Qué honor. ¿Eres católico, cristiano, hijo mío? Si lo fueras, ¿por qué te desviaste de la verdad que nos trajiste? Quien está en contra de la verdad, está en contra de sí mismo.

Sé que me han estado atacando a través de las redes digitales desde la pandemia (2020-2021). «Porque me odian sin causa» (Salmo 34:19).
No crees en Dios, usas su nombre en vano, tanto con fines electorales como políticos. Como escribió Nicolás Maquiavelo: «donde el fin justifica los medios».

Habéis utilizado la religión y el nombre de Dios para satisfacer vuestro ego y vuestra sed de poder, en la que soñáis con conseguirlo engañando a gente buena e incauta.
Así también lo hacían los antiguos fariseos, con su hipocresía, que «amaban orar en las sinagogas, en las plazas, en las esquinas de las calles, de pie, para ser vistos por los hombres» (Mt 6,5).

Cuando dejes la política, ya no entrarás en ninguna iglesia; te burlarás de los creyentes, de quienes tienen fe. Porque tu fe es falsa, egoísta y oportunista. No puedes ser considerado uno de nosotros.
Sólo podría decir que eres cristiano si te hubiera visto alrededor de la Mesa Eucarística, pero como nunca te he visto, no puedo decir que eres uno de nosotros.

“Porque bebéis vuestra propia condenación” y os hacéis pasar por hijos de luz, para engañar a los incautos.
Dices que quiero destruir la Iglesia, que estoy a favor de las drogas y el aborto. ¿Quieres que te lo demuestre?
Ya sabéis que cuando no tenéis argumentos contra vuestro prójimo, ese es el tipo de discurso difamatorio y calumnioso que utilizáis vosotros y vuestros compinches.

Querida, ese es un argumento desgastado y obsoleto que ni siquiera mis enemigos y adversarios más feroces han abandonado. Dicen que nunca tuvieron pruebas de esos hechos.
“Doy gracias a Dios, al cual sirvo con limpia conciencia como lo hicieron mis antepasados” (2 Tim 1:3), y guardo este “rico tesoro en vasos de barro” (2 Cor 4:7-9).

Defiendo a la Iglesia Católica Romana, al igual que defiendo a mi madre y a mi familia (biológica y consanguínea). Por la Iglesia, por el amor que siento y nutro por ella, me opongo a las amenazas de muerte de personas como usted, que lo eligieron. Siempre he buscado el respeto, el diálogo y la unidad de la Iglesia, respetando la diversidad de carismas, organizaciones, ministerios pastorales y movimientos eclesiales.
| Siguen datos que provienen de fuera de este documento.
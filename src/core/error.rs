use thiserror::Error;

#[derive(Error, Debug)]
pub enum BootstrapError {
    #[error("Configuration error: {0}")]
    Configuration(String),

    #[error("Table '{0}' does not exist")]
    SchemaUnavailable(String),

    #[error("Migration of repository '{repository}' failed: {message}")]
    MigrationFailure { repository: String, message: String },

    #[error("Dependency resolution error: {0}")]
    DependencyResolution(String),

    #[error("Service '{service}' failed to start: {message}")]
    ServiceStart { service: String, message: String },

    #[error("Resumption error: {0}")]
    Resumption(String),

    #[error("Storage error: {0}")]
    Storage(String),

    #[error("I/O error: {0}")]
    Io(String),

    #[error("Lock error: {0}")]
    LockError(String),
}

impl BootstrapError {
    /// Whether this error must stop the process before it starts serving.
    pub fn is_fatal(&self) -> bool {
        !matches!(self, Self::ServiceStart { .. } | Self::Resumption(_))
    }
}

pub type Result<T> = std::result::Result<T, BootstrapError>;

impl<T> From<std::sync::PoisonError<T>> for BootstrapError {
    fn from(err: std::sync::PoisonError<T>) -> Self {
        Self::LockError(err.to_string())
    }
}

impl From<std::io::Error> for BootstrapError {
    fn from(err: std::io::Error) -> Self {
        Self::Io(err.to_string())
    }
}

impl From<rusqlite::Error> for BootstrapError {
    fn from(err: rusqlite::Error) -> Self {
        Self::Storage(format!("sqlite: {}", err))
    }
}

impl From<tokio_postgres::Error> for BootstrapError {
    fn from(err: tokio_postgres::Error) -> Self {
        Self::Storage(format!("postgres: {}", err))
    }
}

impl From<serde_json::Error> for BootstrapError {
    fn from(err: serde_json::Error) -> Self {
        Self::Configuration(format!("invalid JSON: {}", err))
    }
}

impl From<tokio::task::JoinError> for BootstrapError {
    fn from(err: tokio::task::JoinError) -> Self {
        Self::Storage(format!("blocking task failed: {}", err))
    }
}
Esta hermosa riqueza que sólo la Iglesia Católica posee, y siempre he respetado y valorado a nuestros dignos pastores, quienes “son los legítimos sucesores de los Apóstoles, de aquellos que vivieron y convivieron con Nuestro Señor Jesucristo”.

Dijiste que no soy ni católico ni cristiano. Estoy orgulloso de ser católico, de haber nacido en un hogar católico. Me enseñaron a vivir según las enseñanzas de Jesús, a tener empatía y sensibilidad hacia el dolor y el sufrimiento ajeno, especialmente de los pobres.

Para mí, ser católico no se trata simplemente de la Iglesia; es una forma de pensar y vivir, una compleja combinación de resistencia y compromiso con la historia, la política, la cultura y la filosofía. Ser católico es mi esencia y mi existencia en esta tierra.
A diferencia de ti, “yo he servido a Jesucristo durante 48 años y Él nunca me ha hecho daño; ¿cómo podría yo blasfemar contra mi Amigo, Señor y Redentor?”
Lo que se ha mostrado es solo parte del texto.